Loi Sapin 2 : l’arme française de lutte anti-corruption – Entretien avec Michel Sapin, Ancien ministre de l’Économie et des Finances de la République Française

Entretien publié le 06 Septembre 2021

Centre Algérien de Diplomatie Économique : Bonjour Michel Sapin, pourriez-vous vous présenter auprès de nos lecteurs ?

Michel Sapin : J’ai 69 ans. Passionné d’histoire et d’archéologie j’ai suivi des études pour entrer à l’École Normal Supérieure de la rue d’Ulm en 1974. Devant la rareté des postes d’archéologues et intéressé par la chose publique j’ai passé le concours de l’ENA dont je suis sorti à l’été 1980. Je suis engagé au Parti Socialiste depuis l’âge de 22 ans.

CADE : Vous êtes membre du Parti socialiste depuis 1975. Vous avez obtenu durant votre longue carrière politique plusieurs portefeuilles ministériels dont le ministère de l’Économie et des Finances où vous avez fait voter la loi « Sapin » ainsi que plus récemment, le 8 novembre 2016, la loi relative à la transparence, à la lutte contre la corruption et à la modernisation de la vie économique. En tant que défenseur et porteur de la loi appelée « Sapin 2 », est-il possible de nous en faire la genèse et de nous en décrire les principales dispositions ?
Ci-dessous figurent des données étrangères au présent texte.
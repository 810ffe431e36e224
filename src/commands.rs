//! Subcommand handlers: wire the config, client, pipeline, and event stream
//! to a plain terminal.

use crate::autopilot::{self, AutopilotOptions};
use crate::catalog;
use crate::config::Config;
use crate::events::{self, RunEvent};
use crate::hardware::{NullProbe, SystemSnapshot};
use crate::ollama::OllamaClient;
use crate::pipeline::{CancelToken, Pipeline};
use crate::results::{save_result, BenchmarkEntry, RunResult};
use crate::submit::NullSubmitter;
use anyhow::{Context, Result};
use std::io::Write;
use std::path::Path;
use std::sync::Arc;

pub async fn run(config: &Config, model: &str, quiet: bool, no_save: bool) -> Result<()> {
    let client = OllamaClient::new(config);
    let (sink, mut rx) = events::channel();
    let cancel = CancelToken::new();
    spawn_ctrl_c_handler(cancel.clone());

    println!("Benchmarking '{model}' (judge: {})", config.judge_model);

    let pipeline = Pipeline::new(
        client,
        config.clone(),
        Arc::new(NullProbe),
        sink,
        cancel,
    );
    let model_owned = model.to_string();
    let handle = tokio::spawn(async move {
        pipeline
            .run(&model_owned, SystemSnapshot::unknown())
            .await
    });

    let mut streaming = false;
    while let Some(event) = rx.recv().await {
        match event {
            RunEvent::TaskStatus { id, message } => {
                if streaming {
                    println!();
                    streaming = false;
                }
                println!("[{id}] {message}");
            }
            RunEvent::StreamChunk { text, .. } => {
                if !quiet {
                    print!("{text}");
                    let _ = std::io::stdout().flush();
                    streaming = true;
                }
            }
            RunEvent::Log(line) => {
                if streaming {
                    println!();
                    streaming = false;
                }
                println!("{line}");
            }
            RunEvent::SpeedFinished(speed) => {
                println!(
                    "[{}] {} tok/s over {} tokens",
                    speed.id, speed.details.tokens_per_sec, speed.details.tokens
                );
            }
            RunEvent::CategoryFinished(category) => {
                println!(
                    "[{}] {} -> {:.2}/10",
                    category.id, category.name, category.score
                );
            }
            RunEvent::RunFinished(_) => break,
            RunEvent::MemorySample(_) => {}
        }
    }

    let result = handle.await.context("benchmark task failed")?;
    print_summary(&result);

    if !no_save {
        let path = save_result(Path::new(&config.results_dir), &result)?;
        println!("Result saved to {}", path.display());
    }
    Ok(())
}

pub async fn run_autopilot(
    config: &Config,
    models: Vec<String>,
    token: String,
    auto_cleanup: bool,
) -> Result<()> {
    let client = OllamaClient::new(config);
    let (sink, mut rx) = events::channel();
    let cancel = CancelToken::new();
    spawn_ctrl_c_handler(cancel.clone());

    let printer = tokio::spawn(async move {
        while let Some(event) = rx.recv().await {
            match event {
                RunEvent::TaskStatus { id, message } => println!("[{id}] {message}"),
                RunEvent::Log(line) => println!("{line}"),
                RunEvent::CategoryFinished(category) => {
                    println!(
                        "[{}] {} -> {:.2}/10",
                        category.id, category.name, category.score
                    );
                }
                RunEvent::RunFinished(result) => {
                    println!(
                        "Finished {}: {:.2} / {:.0}",
                        result.model,
                        result.total_score,
                        catalog::max_total_score()
                    );
                }
                _ => {}
            }
        }
    });

    let summary = autopilot::run_autopilot(
        &client,
        config,
        Arc::new(NullProbe),
        SystemSnapshot::unknown(),
        &NullSubmitter,
        &AutopilotOptions {
            models,
            token,
            auto_cleanup,
        },
        sink,
        cancel,
    )
    .await;
    let _ = printer.await;
    let summary = summary?;

    println!(
        "Autopilot finished: {} completed, {} submitted, {} skipped.",
        summary.completed.len(),
        summary.submitted.len(),
        summary.skipped.len()
    );
    for model in &summary.skipped {
        println!("  skipped: {model}");
    }
    Ok(())
}

pub async fn list_models(config: &Config) -> Result<()> {
    let client = OllamaClient::new(config);
    let models = client
        .list_models()
        .await
        .context("Could not reach the Ollama server")?;

    if models.is_empty() {
        println!("No models installed.");
        return Ok(());
    }
    for model in models {
        println!("{model}");
    }
    Ok(())
}

pub async fn pull(config: &Config, name: &str) -> Result<()> {
    let client = OllamaClient::new(config);
    println!("Pulling '{name}'...");

    let mut last_percent = None;
    client
        .pull_model(name, |progress| {
            let percent = progress.percent();
            if percent != last_percent {
                last_percent = percent;
                match percent {
                    Some(p) => println!("  {p}% ({})", progress.status),
                    None => println!("  {}", progress.status),
                }
            }
        })
        .await
        .with_context(|| format!("Failed to pull '{name}'"))?;

    println!("Done.");
    Ok(())
}

pub fn print_tasks() {
    for &letter in &catalog::CATEGORY_LETTERS {
        let name = catalog::category_name(letter).unwrap_or("Unknown");
        println!("{letter}: {name}");
        for task in catalog::category_tasks(letter) {
            println!("  {}  {}", task.id, task.name);
        }
    }
    println!(
        "\n{} tasks, maximum total score {:.0}.",
        catalog::tasks().len(),
        catalog::max_total_score()
    );
}

fn spawn_ctrl_c_handler(cancel: CancelToken) {
    tokio::spawn(async move {
        if tokio::signal::ctrl_c().await.is_ok() {
            eprintln!("\nCancelling after the current task...");
            cancel.cancel();
        }
    });
}

fn print_summary(result: &RunResult) {
    println!("\n=== {} ===", result.model);
    for entry in &result.benchmarks {
        match entry {
            BenchmarkEntry::Speed(speed) => {
                println!(
                    "  {:<3} {:<20} {:>8.2} tok/s",
                    speed.id, speed.name, speed.details.tokens_per_sec
                );
            }
            BenchmarkEntry::Category(category) => {
                println!(
                    "  {:<3} {:<20} {:>8.2}/10   (min {}, max {})",
                    category.id,
                    category.name,
                    category.score,
                    category.stats.min,
                    category.stats.max
                );
            }
        }
    }
    println!(
        "  Total: {:.2} / {:.0}",
        result.total_score,
        catalog::max_total_score()
    );
    if result.model_estimated_vram_usage_mb > 0.0 {
        println!(
            "  Estimated VRAM usage: {:.0} MB",
            result.model_estimated_vram_usage_mb
        );
    }
}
Michel Sapin : J’ai été élu député à quatre reprises dont la première fois en 1981, président de région deux fois, maire pendant 19 ans et ministre six fois sous trois Présidents de la République différents et six premiers ministres… disons que j’ai une certaine expérience de la chose publique et un attachement viscéral à l’intérêt général et à l’éthique de l’action publique ! J’ai donc beaucoup travaillé à légiférer pour moraliser la vie publique, avec le financement transparent des partis politiques et des campagnes électorales ainsi que la lutte contre la corruption sur le territoire national. Ce fut la première loi dite « Sapin » de janvier 1993. Revenu à Bercy près de 20 ans plus tard j’ai voulu compléter le dispositif français qui avait pris un lourd retard en comparaison de ses grands partenaires étrangers, par des mesures de prévention et de lutte contre la corruption d’agents étrangers à l’étranger. Ce fut le point de départ de la conception de la loi dite « Sapin 2 » qui s’est enrichie de dispositions concernant les représentants d’intérêts, la protection des lanceurs d’alerte, ou la mise en œuvre d’une justice transactionnelle, plus rapide et plus efficace, avec la Convention Judiciaire d’Intérêt Public (CJIP).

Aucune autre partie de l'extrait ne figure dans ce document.